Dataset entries
- - - - - - -

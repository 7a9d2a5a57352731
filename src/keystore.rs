//! Keys referencing external storage credentials (S3 or WebDAV)
//!
//! A key's configuration is only ever sent encrypted with the service's
//! public key.

use serde::{Deserialize, Serialize};
use serde_json::Value;
use std::fmt;
use std::str::FromStr;
use crate::api::Api;
use crate::crypto::encrypt_payload;
use crate::error::{Result, SdkError};
use crate::process::keystore_uri;

/// Expiry applied when a key does not set one, in seconds
pub const DEFAULT_EXPIRE_SECONDS: u64 = 3600;

/// Kind of storage a key points at
#[derive(Debug, Clone, Copy, PartialEq, Eq, Serialize, Deserialize)]
pub enum KeyType {
    #[serde(rename = "S3")]
    S3,
    #[serde(rename = "WEBDAV")]
    WebDav,
}

impl KeyType {
    pub fn as_str(&self) -> &'static str {
        match self {
            KeyType::S3 => "S3",
            KeyType::WebDav => "WEBDAV",
        }
    }
}

impl FromStr for KeyType {
    type Err = SdkError;

    fn from_str(s: &str) -> Result<Self> {
        match s {
            "S3" => Ok(KeyType::S3),
            "WEBDAV" => Ok(KeyType::WebDav),
            _ => Err(SdkError::Validation(format!(
                "Type must be either 'S3' or 'WEBDAV', got '{}'",
                s
            ))),
        }
    }
}

impl fmt::Display for KeyType {
    fn fmt(&self, f: &mut fmt::Formatter<'_>) -> fmt::Result {
        f.write_str(self.as_str())
    }
}

fn check_endpoint(endpoint: &str) -> Result<()> {
    if !endpoint.starts_with("https://") {
        return Err(SdkError::Validation(format!(
            "Endpoint '{}' does not look like an https URL",
            endpoint
        )));
    }
    Ok(())
}

/// Credentials of an S3-compatible bucket
#[derive(Clone, PartialEq, Eq, Serialize)]
pub struct S3KeyConfig {
    secret_key: String,
    access_key: String,
    bucket: String,
    endpoint: String,
    region: String,
}

impl S3KeyConfig {
    pub fn new(
        secret_key: impl Into<String>,
        access_key: impl Into<String>,
        bucket: impl Into<String>,
        endpoint: impl Into<String>,
        region: impl Into<String>,
    ) -> Result<Self> {
        let endpoint = endpoint.into();
        check_endpoint(&endpoint)?;
        Ok(Self {
            secret_key: secret_key.into(),
            access_key: access_key.into(),
            bucket: bucket.into(),
            endpoint,
            region: region.into(),
        })
    }

    pub fn bucket(&self) -> &str {
        &self.bucket
    }

    pub fn endpoint(&self) -> &str {
        &self.endpoint
    }
}

impl fmt::Debug for S3KeyConfig {
    fn fmt(&self, f: &mut fmt::Formatter<'_>) -> fmt::Result {
        f.debug_struct("S3KeyConfig")
            .field("bucket", &self.bucket)
            .field("endpoint", &self.endpoint)
            .field("region", &self.region)
            .finish_non_exhaustive()
    }
}

/// Credentials of a WebDAV share
#[derive(Clone, PartialEq, Eq, Serialize)]
pub struct WebDavKeyConfig {
    endpoint: String,
    username: String,
    password: String,
}

impl WebDavKeyConfig {
    pub fn new(
        endpoint: impl Into<String>,
        username: impl Into<String>,
        password: impl Into<String>,
    ) -> Result<Self> {
        let endpoint = endpoint.into();
        check_endpoint(&endpoint)?;
        Ok(Self {
            endpoint,
            username: username.into(),
            password: password.into(),
        })
    }

    pub fn endpoint(&self) -> &str {
        &self.endpoint
    }
}

impl fmt::Debug for WebDavKeyConfig {
    fn fmt(&self, f: &mut fmt::Formatter<'_>) -> fmt::Result {
        f.debug_struct("WebDavKeyConfig")
            .field("endpoint", &self.endpoint)
            .field("username", &self.username)
            .finish_non_exhaustive()
    }
}

/// Plaintext storage credentials attached to a key
#[derive(Debug, Clone, PartialEq, Eq, Serialize)]
#[serde(untagged)]
pub enum KeyConfig {
    S3(S3KeyConfig),
    WebDav(WebDavKeyConfig),
}

impl From<S3KeyConfig> for KeyConfig {
    fn from(config: S3KeyConfig) -> Self {
        KeyConfig::S3(config)
    }
}

impl From<WebDavKeyConfig> for KeyConfig {
    fn from(config: WebDavKeyConfig) -> Self {
        KeyConfig::WebDav(config)
    }
}

impl KeyConfig {
    pub fn key_type(&self) -> KeyType {
        match self {
            KeyConfig::S3(_) => KeyType::S3,
            KeyConfig::WebDav(_) => KeyType::WebDav,
        }
    }

    /// Encrypts the configuration with the given PEM public key, base64-encoded
    pub fn encrypt(&self, public_key_pem: &[u8]) -> Result<String> {
        encrypt_payload(self, public_key_pem)
    }

    /// Fetches the service public key and encrypts the configuration with it
    pub async fn encode(&self, api: &Api) -> Result<String> {
        let public_key = api.get_public_key().await?;
        self.encrypt(&public_key)
    }
}

/// Key representation as returned by the service
#[derive(Deserialize, Debug, Clone)]
pub struct KeyResponse {
    pub name: String,
    #[serde(rename = "type", default)]
    pub type_: Option<String>,
    #[serde(default)]
    pub description: Option<String>,
    #[serde(rename = "creationDate", default)]
    pub creation_date: Option<String>,
    #[serde(rename = "expirationDate", default)]
    pub expiration_date: Option<String>,
    #[serde(rename = "expireSeconds", default)]
    pub expire_seconds: Option<u64>,
    #[serde(default)]
    pub owner: Option<String>,
    #[serde(default)]
    pub public: Option<bool>,
}

/// Named reference to externally stored credentials
#[derive(Debug, Clone)]
pub struct Key {
    api: Api,
    pub name: String,
    type_: Option<KeyType>,
    config: Option<KeyConfig>,
    pub description: Option<String>,
    pub creation_date: Option<String>,
    pub owner: Option<String>,
    pub public: bool,
    pub expiration_date: Option<String>,
    /// `0` means "use the default of one hour"
    pub expire_seconds: u64,
}

impl Key {
    /// A key with no type or configuration, e.g. to reference an existing one
    pub fn new(api: &Api, name: impl Into<String>) -> Self {
        Self {
            api: api.clone(),
            name: name.into(),
            type_: None,
            config: None,
            description: None,
            creation_date: None,
            owner: None,
            public: false,
            expiration_date: None,
            expire_seconds: 0,
        }
    }

    /// A key whose type follows its configuration
    pub fn with_config(api: &Api, name: impl Into<String>, config: impl Into<KeyConfig>) -> Self {
        let config = config.into();
        let mut key = Self::new(api, name);
        key.type_ = Some(config.key_type());
        key.config = Some(config);
        key
    }

    /// A key with an explicit type string
    ///
    /// The type must be `S3` or `WEBDAV`, and must match the configuration
    /// kind when both are given.
    pub fn try_new(
        api: &Api,
        name: impl Into<String>,
        type_: Option<&str>,
        config: Option<KeyConfig>,
    ) -> Result<Self> {
        let declared = type_.map(KeyType::from_str).transpose()?;
        let mut key = Self::new(api, name);

        match (declared, config) {
            (Some(declared), Some(config)) if declared != config.key_type() => {
                return Err(SdkError::Validation(format!(
                    "Key type '{}' conflicts with a {} configuration",
                    declared,
                    config.key_type()
                )));
            }
            (_, Some(config)) => {
                key.type_ = Some(config.key_type());
                key.config = Some(config);
            }
            (declared, None) => key.type_ = declared,
        }

        Ok(key)
    }

    pub(crate) fn from_response(api: Api, data: KeyResponse) -> Result<Self> {
        let type_ = data.type_.as_deref().map(KeyType::from_str).transpose()?;
        Ok(Self {
            api,
            name: data.name,
            type_,
            config: None,
            description: data.description,
            creation_date: data.creation_date,
            owner: data.owner,
            public: data.public.unwrap_or(false),
            expiration_date: data.expiration_date,
            expire_seconds: data.expire_seconds.unwrap_or(0),
        })
    }

    pub fn description(mut self, description: impl Into<String>) -> Self {
        self.description = Some(description.into());
        self
    }

    pub fn public(mut self, public: bool) -> Self {
        self.public = public;
        self
    }

    pub fn expire_seconds(mut self, seconds: u64) -> Self {
        self.expire_seconds = seconds;
        self
    }

    pub fn type_(&self) -> Option<KeyType> {
        self.type_
    }

    pub fn config(&self) -> Option<&KeyConfig> {
        self.config.as_ref()
    }

    /// `keystore://<name>`, as used in process inputs and outputs
    pub fn uri(&self) -> String {
        keystore_uri(&self.name)
    }

    fn require_config(&self) -> Result<&KeyConfig> {
        self.config
            .as_ref()
            .ok_or_else(|| SdkError::Validation("Cannot create a key without config".to_string()))
    }

    /// Body of the key creation request, with the configuration encrypted
    pub async fn request_body(&self) -> Result<Value> {
        let config = self.require_config()?;
        let data = config.encode(&self.api).await?;
        Ok(self.body_with_data(config, data))
    }

    fn body_with_data(&self, config: &KeyConfig, data: String) -> Value {
        let expire = match self.expire_seconds {
            0 => DEFAULT_EXPIRE_SECONDS,
            seconds => seconds,
        };
        let description = self.description.clone().unwrap_or_else(|| self.name.clone());

        let mut body = serde_json::Map::new();
        body.insert(
            self.name.clone(),
            serde_json::json!({
                "type": config.key_type(),
                "expire": expire,
                "public": self.public,
                "description": description,
                "data": data,
            }),
        );
        Value::Object(body)
    }

    /// Registers the key with the service
    ///
    /// Fails before any network call when the key has no configuration.
    pub async fn create(self) -> Result<Key> {
        self.require_config()?;
        let api = self.api.clone();
        api.create_key(self).await
    }

    pub async fn delete(&self) -> Result<()> {
        self.api.delete_key(&self.name).await
    }
}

- - - - - - -

• [Work request]
Out of the data above, give again only the lines starting at the one holding "impl fmt::Debug for WebDavKeyConfig" and ending at the one holding "pub fn encrypt(&self, public_key_pem: &[u8])", unchanged.

• [Result of the task]
impl fmt::Debug for WebDavKeyConfig {
    fn fmt(&self, f: &mut fmt::Formatter<'_>) -> fmt::Result {
        f.debug_struct("WebDavKeyConfig")
            .field("endpoint", &self.endpoint)
            .field("username", &self.username)
            .finish_non_exhaustive()
    }
}

/// Plaintext storage credentials attached to a key
#[derive(Debug, Clone, PartialEq, Eq, Serialize)]
#[serde(untagged)]
pub enum KeyConfig {
    S3(S3KeyConfig),
    WebDav(WebDavKeyConfig),
}

impl From<S3KeyConfig> for KeyConfig {
    fn from(config: S3KeyConfig) -> Self {
        KeyConfig::S3(config)
    }
}

impl From<WebDavKeyConfig> for KeyConfig {
    fn from(config: WebDavKeyConfig) -> Self {
        KeyConfig::WebDav(config)
    }
}

impl KeyConfig {
    pub fn key_type(&self) -> KeyType {
        match self {
            KeyConfig::S3(_) => KeyType::S3,
            KeyConfig::WebDav(_) => KeyType::WebDav,
        }
    }

    /// Encrypts the configuration with the given PEM public key, base64-encoded
    pub fn encrypt(&self, public_key_pem: &[u8]) -> Result<String> {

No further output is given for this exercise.